Monday, December 6, 2010
The Heresy of Assigned Lunch Seats
The first quarter of my sixth grade year was okay. I don't remember a lot of it. Most of the memories come from the lunches. My entire sixth grade class was the biggest. Of course we had the horrible boys who made everything hell. There was this one boy. He and his gang of croonies always threw food at people. So they(the teachers) separated the boys and the girls. The girls on one side of the lunch room, the boys on the other. We were pretty okay with this. Then it got worse. Because everything always gets worse when boys get together with each other. So then we got assigned lunch seats. I mean, on every table, there was a list of six random names. You had to sit with those people until they changed it. It was hell. The whole point was to get us to talk to different people and find things in common with each other. Nope. That didn't happen. Ideas that come from teachers that never had kids never do. So I ended up never talking to anyone at my table. I had other friends. When it was discovered that we could get up and go to another table to talk to our friend at the end of the hour, we did, and we were much happier. They switched names about every two months. I never made any friends that way. Then rolled around seventh grade. We were put in alphabetical order. I was stuck with the two biggest idiots in the entire grade. One was stupid enough in fifth grade to make fun of me by saying to me, "Hey, look! I'm singing the Chinese National Anthem! Ching, Chong, Ping..." And so forth. I told on him. He got in trouble. I've despised him ever since. The other was just an idiot. But I didn't have anything against him until this one day. He was telling me I was eating dog. And just going on and on about it. The other guy joined in. I was so furious I started crying and had to go tell the principal. I wrote a long letter about why I was crying. All he had to do was go sit with the teachers. He didn't get suspended or anything. Now that I'm in high school, we don't have that. We do, however have a Friends of Rachel club. Every Thursday, they try to make us sit with people we have something in common with. For instance, they tried to have us sit at tables with our favorite color. Then it was birth month. Since it wasn't reinforced, we didn't comply.

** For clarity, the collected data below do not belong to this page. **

//! Axum framework integration for dbspec.
//!
//! Wires the database settings of an application into
//! [Axum](https://github.com/tokio-rs/axum):
//!
//! - **State**: [`DatabaseSettings`] as router state
//! - **Request hooks**: [`DatabaseLayer`] optionally checks the connection
//!   before each request and always releases it afterwards
//! - **Extractor**: [`DatabaseConnection`] hands the request's connection to
//!   handlers
//!
//! # Example
//!
//! ```rust,ignore
//! use axum::{Router, routing::get};
//! use dbspec_axum::{DatabaseConnection, DatabaseLayer, DatabaseSettingsBuilder};
//! use dbspec_sqlx::SqlxConnector;
//!
//! async fn health(DatabaseConnection(conn): DatabaseConnection<SqlxConnector>) -> String {
//!     format!("connected to {}", conn.environment())
//! }
//!
//! #[tokio::main]
//! async fn main() {
//!     let settings = DatabaseSettingsBuilder::new(SqlxConnector::new())
//!         .build()
//!         .await
//!         .unwrap();
//!
//!     let app = Router::new()
//!         .route("/health", get(health))
//!         .layer(DatabaseLayer::new(settings.clone()))
//!         .with_state(settings);
//!
//!     let listener = tokio::net::TcpListener::bind("0.0.0.0:3000").await.unwrap();
//!     axum::serve(listener, app).await.unwrap();
//! }
//! ```

use std::future::Future;
use std::path::PathBuf;
use std::pin::Pin;
use std::task::{Context, Poll};

use axum::{
    extract::{FromRef, FromRequestParts},
    http::{Request, StatusCode},
    response::{IntoResponse, Response},
};
use http::request::Parts;
use thiserror::Error;
use tower::{Layer, Service};
use tracing::{debug, info, warn};

pub use dbspec_core::config::{EnvSource, StdEnvSource};
pub use dbspec_core::connection::{
    Bootstrap, Capability, ConnectionHandle, ConnectionSpec, Connector, Database, DatabaseSettings,
};
use dbspec_core::ConfigError;

/// Errors that can occur during dbspec-Axum integration.
#[derive(Error, Debug)]
pub enum DbspecAxumError {
    /// The database could not be reached, even after reconnecting.
    #[error("database connection failed: {0}")]
    ConnectionFailed(String),

    /// No database configuration has been applied.
    #[error("no database configured")]
    NotConfigured,

    /// Configuration error.
    #[error("configuration error: {0}")]
    ConfigError(String),
}

impl From<ConfigError> for DbspecAxumError {
    fn from(err: ConfigError) -> Self {
        match err {
            ConfigError::ConnectionEstablish(msg) => Self::ConnectionFailed(msg),
            ConfigError::NotConfigured => Self::NotConfigured,
            other => Self::ConfigError(other.to_string()),
        }
    }
}

impl IntoResponse for DbspecAxumError {
    fn into_response(self) -> Response {
        let status = match &self {
            DbspecAxumError::ConnectionFailed(_) => StatusCode::SERVICE_UNAVAILABLE,
            DbspecAxumError::NotConfigured => StatusCode::SERVICE_UNAVAILABLE,
            DbspecAxumError::ConfigError(_) => StatusCode::INTERNAL_SERVER_ERROR,
        };
        (status, self.to_string()).into_response()
    }
}

/// Result type for dbspec-Axum operations.
pub type Result<T> = std::result::Result<T, DbspecAxumError>;

type BoxFuture<T> = Pin<Box<dyn Future<Output = T> + Send + 'static>>;

/// Tower layer installing the per-request database hooks.
///
/// Before a request the connection is verified when the settings ask for
/// it; a failed reconnect answers `503 Service Unavailable` without calling
/// the handler. After the response the request's connection is released,
/// whatever the handler returned.
///
/// # Example
///
/// ```rust,ignore
/// let app = Router::new()
///     .route("/", get(handler))
///     .layer(DatabaseLayer::new(settings.clone()))
///     .with_state(settings);
/// ```
pub struct DatabaseLayer<C: Connector> {
    settings: DatabaseSettings<C>,
}

impl<C: Connector> Clone for DatabaseLayer<C> {
    fn clone(&self) -> Self {
        Self {
            settings: self.settings.clone(),
        }
    }
}

impl<C: Connector> DatabaseLayer<C> {
    /// Create a new layer.
    pub fn new(settings: DatabaseSettings<C>) -> Self {
        debug!(
            verify_before_request = settings.verify_before_request(),
            "DatabaseLayer created"
        );
        Self { settings }
    }

    /// Get the settings.
    pub fn settings(&self) -> &DatabaseSettings<C> {
        &self.settings
    }
}

impl<S, C: Connector> Layer<S> for DatabaseLayer<C> {
    type Service = DatabaseMiddleware<S, C>;

    fn layer(&self, inner: S) -> Self::Service {
        DatabaseMiddleware {
            inner,
            settings: self.settings.clone(),
        }
    }
}

/// Tower middleware service running the request hooks.
pub struct DatabaseMiddleware<S, C: Connector> {
    inner: S,
    settings: DatabaseSettings<C>,
}

impl<S: Clone, C: Connector> Clone for DatabaseMiddleware<S, C> {
    fn clone(&self) -> Self {
        Self {
            inner: self.inner.clone(),
            settings: self.settings.clone(),
        }
    }
}

impl<S, C, ReqBody> Service<Request<ReqBody>> for DatabaseMiddleware<S, C>
where
    S: Service<Request<ReqBody>, Response = Response> + Clone + Send + 'static,
    S::Future: Send + 'static,
    S::Error: Send + 'static,
    C: Connector,
    ReqBody: Send + 'static,
{
    type Response = Response;
    type Error = S::Error;
    type Future = BoxFuture<std::result::Result<Response, S::Error>>;

    fn poll_ready(&mut self, cx: &mut Context<'_>) -> Poll<std::result::Result<(), Self::Error>> {
        self.inner.poll_ready(cx)
    }

    fn call(&mut self, mut request: Request<ReqBody>) -> Self::Future {
        // The clone that was polled ready is the one that must be called.
        let clone = self.inner.clone();
        let mut inner = std::mem::replace(&mut self.inner, clone);
        let settings = self.settings.clone();

        Box::pin(async move {
            let database = settings.database();

            if settings.verify_before_request() && database.is_configured() {
                if let Err(error) = database.verify().await {
                    warn!(error = %error, "Database unavailable, rejecting request");
                    return Ok(DbspecAxumError::from(error).into_response());
                }
            }

            let mut handle = database.checkout().unwrap_or_default();
            if handle.is_established() {
                request.extensions_mut().insert(handle.clone());
            }

            let response = inner.call(request).await;
            database.release(&mut handle).await;
            response
        })
    }
}

/// Extractor for the request's database connection.
///
/// Uses the connection checked out by [`DatabaseLayer`] when the layer is
/// installed, and checks one out from the settings in the router state
/// otherwise.
///
/// # Example
///
/// ```rust,ignore
/// use dbspec_axum::DatabaseConnection;
///
/// async fn handler(DatabaseConnection(conn): DatabaseConnection<SqlxConnector>) -> &'static str {
///     // Use conn.pool()...
///     "OK"
/// }
/// ```
pub struct DatabaseConnection<C: Connector>(pub ConnectionHandle<C::Pool>);

impl<C: Connector> std::fmt::Debug for DatabaseConnection<C>
where
    C::Pool: std::fmt::Debug,
{
    fn fmt(&self, f: &mut std::fmt::Formatter<'_>) -> std::fmt::Result {
        f.debug_tuple("DatabaseConnection").field(&self.0).finish()
    }
}

impl<S, C> FromRequestParts<S> for DatabaseConnection<C>
where
    C: Connector,
    DatabaseSettings<C>: FromRef<S>,
    S: Send + Sync,
{
    type Rejection = DbspecAxumError;

    async fn from_request_parts(
        parts: &mut Parts,
        state: &S,
    ) -> std::result::Result<Self, Self::Rejection> {
        if let Some(handle) = parts.extensions.get::<ConnectionHandle<C::Pool>>() {
            return Ok(DatabaseConnection(handle.clone()));
        }
        let settings = DatabaseSettings::<C>::from_ref(state);
        Ok(DatabaseConnection(settings.database().checkout()?))
    }
}

/// Builder for the database settings of an Axum application.
///
/// Runs startup discovery (`DATABASE_URL` and `config/database.yml`) and
/// connects if anything is configured.
///
/// # Example
///
/// ```rust,ignore
/// let settings = DatabaseSettingsBuilder::new(SqlxConnector::new())
///     .root("/srv/app")
///     .capability(Capability::Legacy)
///     .build()
///     .await?;
/// ```
pub struct DatabaseSettingsBuilder<C: Connector, E: EnvSource = StdEnvSource> {
    connector: C,
    bootstrap: Bootstrap<E>,
    verify_before_request: Option<bool>,
}

impl<C: Connector> DatabaseSettingsBuilder<C> {
    /// Create a builder reading the process environment.
    pub fn new(connector: C) -> Self {
        Self::with_bootstrap(connector, Bootstrap::new())
    }
}

impl<C: Connector, E: EnvSource> DatabaseSettingsBuilder<C, E> {
    /// Create a builder around an existing bootstrap.
    pub fn with_bootstrap(connector: C, bootstrap: Bootstrap<E>) -> Self {
        Self {
            connector,
            bootstrap,
            verify_before_request: None,
        }
    }

    /// Set the application root.
    pub fn root(mut self, root: impl Into<PathBuf>) -> Self {
        self.bootstrap = self.bootstrap.root(root);
        self
    }

    /// Set the environment name.
    pub fn environment(mut self, environment: impl Into<String>) -> Self {
        self.bootstrap = self.bootstrap.environment_name(environment);
        self
    }

    /// Set the URL decomposition capability.
    pub fn capability(mut self, capability: Capability) -> Self {
        self.bootstrap = self.bootstrap.capability(capability);
        self
    }

    /// Turn the pre-request liveness check on or off, overriding the
    /// capability default.
    pub fn verify_before_request(mut self, verify: bool) -> Self {
        self.verify_before_request = Some(verify);
        self
    }

    /// Discover configuration and build the settings.
    pub async fn build(self) -> Result<DatabaseSettings<C>> {
        let settings = DatabaseSettings::register(self.connector, &self.bootstrap).await?;
        let settings = match self.verify_before_request {
            Some(verify) => settings.with_verify_before_request(verify),
            None => settings,
        };

        info!(
            environment = settings.environment(),
            configured = settings.database().is_configured(),
            "Database settings ready"
        );
        Ok(settings)
    }
}

/// Prelude for convenient imports.
pub mod prelude {
    pub use super::{
        DatabaseConnection, DatabaseLayer, DatabaseMiddleware, DatabaseSettingsBuilder,
        DbspecAxumError, Result,
    };
    pub use dbspec_core::prelude::*;
}

#[cfg(test)]
mod tests {
    use super::*;
    use axum::{Router, body::Body, routing::get};
    use dbspec_core::config::MapEnvSource;
    use dbspec_core::mapping;
    use dbspec_core::testing::MemoryConnector;
    use tower::ServiceExt;

    type Settings = DatabaseSettings<MemoryConnector>;

    async fn configured(capability: Capability) -> Settings {
        let settings = DatabaseSettings::new(MemoryConnector::new(), capability, "test");
        let mut handle = settings
            .set_database(ConnectionSpec::Flat(mapping! {
                "adapter" => "sqlite3",
                "database" => "test.db",
            }))
            .await
            .unwrap();
        settings.database().release(&mut handle).await;
        settings
    }

    async fn handler(DatabaseConnection(conn): DatabaseConnection<MemoryConnector>) -> String {
        conn.environment().to_string()
    }

    fn app(settings: Settings) -> Router {
        Router::new()
            .route("/", get(handler))
            .layer(DatabaseLayer::new(settings.clone()))
            .with_state(settings)
    }

    fn request() -> Request<Body> {
        Request::builder().uri("/").body(Body::empty()).unwrap()
    }

    #[tokio::test]
    async fn test_connection_released_after_response() {
        let settings = configured(Capability::Current).await;
        let response = app(settings.clone()).oneshot(request()).await.unwrap();

        assert_eq!(response.status(), StatusCode::OK);
        let body = axum::body::to_bytes(response.into_body(), usize::MAX).await.unwrap();
        assert_eq!(&body[..], b"test");

        let connector = settings.database().connector();
        assert_eq!(connector.released(), 2);
        assert_eq!(connector.verified(), 0);
    }

    #[tokio::test]
    async fn test_legacy_capability_verifies_before_request() {
        let settings = configured(Capability::Legacy).await;
        app(settings.clone()).oneshot(request()).await.unwrap();
        assert_eq!(settings.database().connector().verified(), 1);
    }

    #[tokio::test]
    async fn test_failed_reconnect_is_service_unavailable() {
        let settings = configured(Capability::Legacy).await;
        let connector = settings.database().connector();
        connector.fail_next_verify();
        connector.fail_next_establish();

        let response = app(settings.clone()).oneshot(request()).await.unwrap();
        assert_eq!(response.status(), StatusCode::SERVICE_UNAVAILABLE);
        assert_eq!(connector.released(), 1);
    }

    #[tokio::test]
    async fn test_reconnect_recovers_request() {
        let settings = configured(Capability::Legacy).await;
        settings.database().connector().fail_next_verify();

        let response = app(settings.clone()).oneshot(request()).await.unwrap();
        assert_eq!(response.status(), StatusCode::OK);
        assert_eq!(settings.database().connector().established(), 2);
    }

    #[tokio::test]
    async fn test_unconfigured_database_rejects_extractor() {
        let settings = DatabaseSettings::new(MemoryConnector::new(), Capability::Legacy, "test");
        let response = app(settings).oneshot(request()).await.unwrap();
        assert_eq!(response.status(), StatusCode::SERVICE_UNAVAILABLE);
    }

    #[tokio::test]
    async fn test_extractor_without_layer_checks_out_from_state() {
        let settings = configured(Capability::Current).await;
        let app = Router::new().route("/", get(handler)).with_state(settings);
        let response = app.oneshot(request()).await.unwrap();
        assert_eq!(response.status(), StatusCode::OK);
    }

    #[tokio::test]
    async fn test_builder_discovers_configuration() {
        let env = MapEnvSource::new()
            .set("DATABASE_URL", "sqlite3:db/test.sqlite3")
            .set("RACK_ENV", "test");
        let bootstrap = Bootstrap::with_source(env).root("/nonexistent");
        let settings = DatabaseSettingsBuilder::with_bootstrap(MemoryConnector::new(), bootstrap)
            .verify_before_request(true)
            .build()
            .await
            .unwrap();

        assert!(settings.verify_before_request());
        assert_eq!(settings.environment(), "test");
        assert!(settings.database().is_configured());
    }

    #[test]
    fn test_error_status_codes() {
        let response = DbspecAxumError::from(ConfigError::establish("refused")).into_response();
        assert_eq!(response.status(), StatusCode::SERVICE_UNAVAILABLE);

        let response = DbspecAxumError::from(ConfigError::parse("bad yaml")).into_response();
        assert_eq!(response.status(), StatusCode::INTERNAL_SERVER_ERROR);
    }
}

Look, my point is, teachers don't get that some students aren't comfortable outside their comfort zone. Most students loathe sitting with people they don't know. I know I do. I'm asian, and I was known as the shy asian kid who didn't talk much. I didn't talk much because I know that the people I sat with will make stupid assumptions and judge me by how little they know of where my ancestors lived, and what they know of me. They say I'm an angry person. There's a reason for that. I've had so many people ask me if I speak Chinese. Yes, I do. I'm not going to perform for you like some pet that can do tricks. My bus driver asked me where I came from. I knew she wanted to hear something like "I lived in Beijing, but then I came here, and there are SOOO many opportunities..." Tough luck. I was born in the good ol' U.S. of A., old lady. Not everyone who's diffrent was born somewhere else. These lunch seats just symbolize stuff that people think can do good, but really does more harm. I guess I could say I'm stronger because of it, but that would be a lie.

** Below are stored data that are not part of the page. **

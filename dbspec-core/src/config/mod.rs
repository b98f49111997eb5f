//! Configuration sources: the process environment, template expansion and
//! the YAML configuration file.
//!
//! # Loading a configuration file
//!
//! ```rust
//! use dbspec_core::config::{parse_document, EnvTemplate, MapEnvSource, TemplateEngine};
//!
//! let env = MapEnvSource::new().set("DB_NAME", "app_dev");
//! let text = EnvTemplate::with_source(env)
//!     .render("development:\n  adapter: sqlite3\n  database: ${DB_NAME}\n")
//!     .unwrap();
//! let file = parse_document(&text).unwrap();
//! assert_eq!(file.len(), 1);
//! ```

mod env;
mod loader;
mod parser;
mod template;

pub use env::{
    DATABASE_URL, DEFAULT_ENVIRONMENT, ENVIRONMENT_VARS, EnvSource, MapEnvSource, StdEnvSource,
    database_url, environment_name,
};
pub use loader::{ConfigLoader, DEFAULT_CONFIG_PATH};
pub use parser::parse_document;
pub use template::{EnvTemplate, PlainText, TemplateEngine};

Now, in my high school, they're trying to force us to make friends, I think that's ridiculous. We form our circle by seventh grade. Where I live, the elementary, the middle, and the high school are all in the same area. You can walk from the high school to the middle school and elementary school and vice versa. Honestly, we all made our friends and our judgements BEFORE high school, and no one is going to break out of that circle to please the teachers. It's like communism. Or dictatorship. These people need to butt out of our lives and get one of their own.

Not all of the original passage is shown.